Supply vs. Demand – Try Eating Your Roots

January 5, 2011 at 11:06 am

Rob Gardner

I hope more than a few of you made a new year’s resolution to eat more local food.  You will find your food tastes better and carries more meaning.  You will find, however, that it can be a chore to eat local.  You may have to bop around to find all the things you need.  You may have to channel your inner survivalist to make do.  Now, there are people out there working to enhance your local food system.  For all their good efforts, you may be able to help yourself and all the other eat local fans by some simple dietary decisions.  Try eating your roots.

A lot of the people who are paid to produce a better local food system believe the fault lies with supply.  They see not enough people eating local food because they see not enough supply of local foods.  And they see the lack of supply of local foods to be an infrastructure problem.  They see not enough local farms producing fruits and vegetables.  They see not enough packing facilities, warehouses, and methods to get local food to local food buyers.  And I don’t dismiss any of that.  We do need better ways to supply local food.  Still, I remain convinced that the issue remains not supply but demand.

I remain rather convinced as someone with a modicum of understanding of economics and business, that supply “happens” when people see or anticipate demand.  Right now, the lack of local food in the Chicago area comes, I believe, not from lack of trucks a-comin’ with loads of food but from the lack in interest in what local food growers could supply at this time of year.  I mean just yesterday at lunch with a fellow foodie, I confessed to a bit of existential crisis towards food.  I talked about looking with envy at shoppers at Angelo Caputo’s who happily loaded their carts with eggplants, bell peppers and other items while I rummaged around the herb section where I was lucky to espy “locally grown” basil–and showing what a happy family we are, when I returned with my basil, my wife had already done the same, and met me with a, “nice job” because I found the better of the remaining local basil.  My friend asked if I wanted some grapefruit.  Oh, I said, I’d eat a grapefruit, that did not violate any of our locavore creeds, but I forbade myself my beloved peppers (if we can get it locally, we only get it locally).  Instead, we now eat squash and cabbage and we have a lot of beets we have not even dipped into.  That’s what it takes to have a local food system.

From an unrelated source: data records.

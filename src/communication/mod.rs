use derive_more::Deref;

mod collective_communicator;
mod data_by_rank;
mod local;
mod local_runner;
mod sized_communicator;
mod world_communicator;

pub use collective_communicator::displacements;
pub use collective_communicator::CollectiveCommunicator;
pub use data_by_rank::DataByRank;
pub use local::get_local_communicators;
pub use local::LocalCommunicator;
pub use local_runner::run_local;
pub use sized_communicator::SizedCommunicator;
pub use world_communicator::WorldCommunicator;

#[cfg(feature = "mpi")]
mod mpi_world;

#[cfg(feature = "mpi")]
pub use self::mpi_world::MpiEnvironment;
#[cfg(feature = "mpi")]
pub use self::mpi_world::MpiWorld;

pub type Rank = i32;
pub type Count = i32;

#[derive(Clone, Copy, Debug, PartialEq, Eq, Deref, Hash)]
pub struct WorldRank(pub Rank);

impl WorldRank {
    pub fn is_main(&self) -> bool {
        self.0 == Self::main()
    }

    pub fn main() -> Rank {
        0
    }
}
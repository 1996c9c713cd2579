use std::sync::mpsc::channel;
use std::sync::mpsc::Receiver;
use std::sync::mpsc::Sender;

use super::collective_communicator::displacements;
use super::sized_communicator::SizedCommunicator;
use super::world_communicator::WorldCommunicator;
use super::CollectiveCommunicator;
use super::Count;
use super::DataByRank;
use super::Rank;
use crate::error::CommunicationError;

/// Communicator for ranks that live as threads of the same
/// process. Every ordered pair of ranks (including a rank with
/// itself) is connected by its own unbounded channel, so sends never
/// block and messages between two ranks arrive in order.
pub struct LocalCommunicator<T> {
    senders: DataByRank<Sender<Vec<T>>>,
    receivers: DataByRank<Receiver<Vec<T>>>,
    rank: Rank,
    size: usize,
}

impl<T> LocalCommunicator<T> {
    pub fn new(
        rank: Rank,
        size: usize,
        senders: DataByRank<Sender<Vec<T>>>,
        receivers: DataByRank<Receiver<Vec<T>>>,
    ) -> Self {
        Self {
            senders,
            receivers,
            rank,
            size,
        }
    }
}

pub fn get_local_communicators<T>(num_ranks: usize) -> DataByRank<LocalCommunicator<T>> {
    let mut senders_and_receivers: Vec<Vec<_>> = (0..num_ranks)
        .map(|_| {
            (0..num_ranks)
                .map(|_| {
                    let (sender, receiver) = channel();
                    (Some(sender), Some(receiver))
                })
                .collect()
        })
        .collect();
    let mut communicators = DataByRank::empty();
    for rank in 0..num_ranks {
        let mut senders = DataByRank::empty();
        let mut receivers = DataByRank::empty();
        for rank2 in 0..num_ranks {
            // Each slot is taken exactly once: [rank][rank2] holds the
            // channel from rank to rank2.
            if let Some(sender) = senders_and_receivers[rank][rank2].0.take() {
                senders.insert(rank2 as Rank, sender);
            }
            if let Some(receiver) = senders_and_receivers[rank2][rank].1.take() {
                receivers.insert(rank2 as Rank, receiver);
            }
        }
        communicators.insert(
            rank as Rank,
            LocalCommunicator::new(rank as Rank, num_ranks, senders, receivers),
        );
    }
    communicators
}

impl<T: Clone> WorldCommunicator<T> for LocalCommunicator<T> {
    fn blocking_send_vec(&mut self, rank: Rank, data: &[T]) -> Result<(), CommunicationError> {
        self.senders
            .get(&rank)
            .ok_or(CommunicationError::Disconnected(rank))?
            .send(data.to_vec())
            .map_err(|_| CommunicationError::Disconnected(rank))
    }

    fn receive_vec(&mut self, rank: Rank) -> Result<Vec<T>, CommunicationError> {
        self.receivers
            .get(&rank)
            .ok_or(CommunicationError::Disconnected(rank))?
            .recv()
            .map_err(|_| CommunicationError::Disconnected(rank))
    }
}

impl<T> SizedCommunicator for LocalCommunicator<T> {
    fn rank(&self) -> Rank {
        self.rank
    }

    fn size(&self) -> usize {
        self.size
    }
}

impl<T: Clone + Default> CollectiveCommunicator<T> for LocalCommunicator<T> {
    fn gather_varcount(
        &mut self,
        send: &[T],
        counts: &[Count],
    ) -> Result<Option<Vec<T>>, CommunicationError> {
        debug_assert_eq!(counts.len(), self.size);
        if !self.is_main() {
            let main = super::WorldRank::main();
            self.blocking_send_vec(main, send)?;
            return Ok(None);
        }
        let displacements = displacements(counts);
        let total = counts
            .iter()
            .zip(displacements.iter())
            .map(|(count, displacement)| (count + displacement) as usize)
            .max()
            .unwrap_or(0);
        let mut result = vec![T::default(); total];
        for rank in self.all_ranks() {
            let received = if rank == self.rank {
                send.to_vec()
            } else {
                self.receive_vec(rank)?
            };
            let expected = counts[rank as usize] as usize;
            if received.len() != expected {
                return Err(CommunicationError::LengthMismatch {
                    rank,
                    expected,
                    received: received.len(),
                });
            }
            let start = displacements[rank as usize] as usize;
            result[start..start + expected].clone_from_slice(&received);
        }
        Ok(Some(result))
    }
}
use std::cell::Cell;

use crate::communication::WorldRank;

thread_local! {
    static RANK: Cell<Option<WorldRank>> = Cell::new(None);
}

/// Records which rank the current thread runs as. Ranks run as
/// threads in local runs and as processes under MPI, so this is
/// per thread.
pub fn initialize(rank: WorldRank) {
    RANK.with(|r| r.set(Some(rank)));
}

pub fn current_rank() -> Option<WorldRank> {
    RANK.with(|r| r.get())
}

/// Threads that never called [`initialize`] count as the main rank.
pub fn on_main_rank() -> bool {
    current_rank().map(|rank| rank.is_main()).unwrap_or(true)
}

/// Logs at info level, but only on the main rank.
#[macro_export]
macro_rules! main_info {
    ($($arg:tt)+) => {
        if $crate::rank_log::on_main_rank() {
            log::info!($($arg)+);
        }
    };
}

/// Logs at debug level and adds the rank number to the beginning.
#[macro_export]
macro_rules! rank_debug {
    ($($arg:tt)+) => {
        match $crate::rank_log::current_rank() {
            Some(rank) => log::debug!("[rank {}] {}", *rank, format_args!($($arg)+)),
            None => log::debug!($($arg)+),
        }
    };
}

/// Like [`rank_debug`] at trace level.
#[macro_export]
macro_rules! rank_trace {
    ($($arg:tt)+) => {
        match $crate::rank_log::current_rank() {
            Some(rank) => log::trace!("[rank {}] {}", *rank, format_args!($($arg)+)),
            None => log::trace!($($arg)+),
        }
    };
}

#[cfg(test)]
mod tests {
    use std::thread;

    use super::current_rank;
    use super::initialize;
    use super::on_main_rank;
    use crate::communication::WorldRank;

    #[test]
    fn rank_is_per_thread() {
        thread::spawn(|| {
            initialize(WorldRank(3));
            assert_eq!(current_rank(), Some(WorldRank(3)));
            assert!(!on_main_rank());
        })
        .join()
        .unwrap();
        thread::spawn(|| {
            assert_eq!(current_rank(), None);
            assert!(on_main_rank());
        })
        .join()
        .unwrap();
    }
}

We really can be easily supplied in local food, in the winter, if we wanted to eat local food in the winter.  It is not difficult to grow a over-supply of root vegetable (or other storage crops like squash), nor is it especially hard to store this over-supply of root vegetables.  All it takes is a temperature and humidity stored facility, a/k/a a commercial refrigerator.  We could have all the beets we wanted.  Really.  But not enough people want the beets.  Or the rutabagas, the celery root, the parsley root, the burdock root of the things that don’t end in root like salsify, sunchoke or even carrot.  I can list, have listed, the reasons why people are not demanding their roots.  It’s a readily apparent fact that people are not shopping for roots.

Want a better local food system.  Try eating your roots.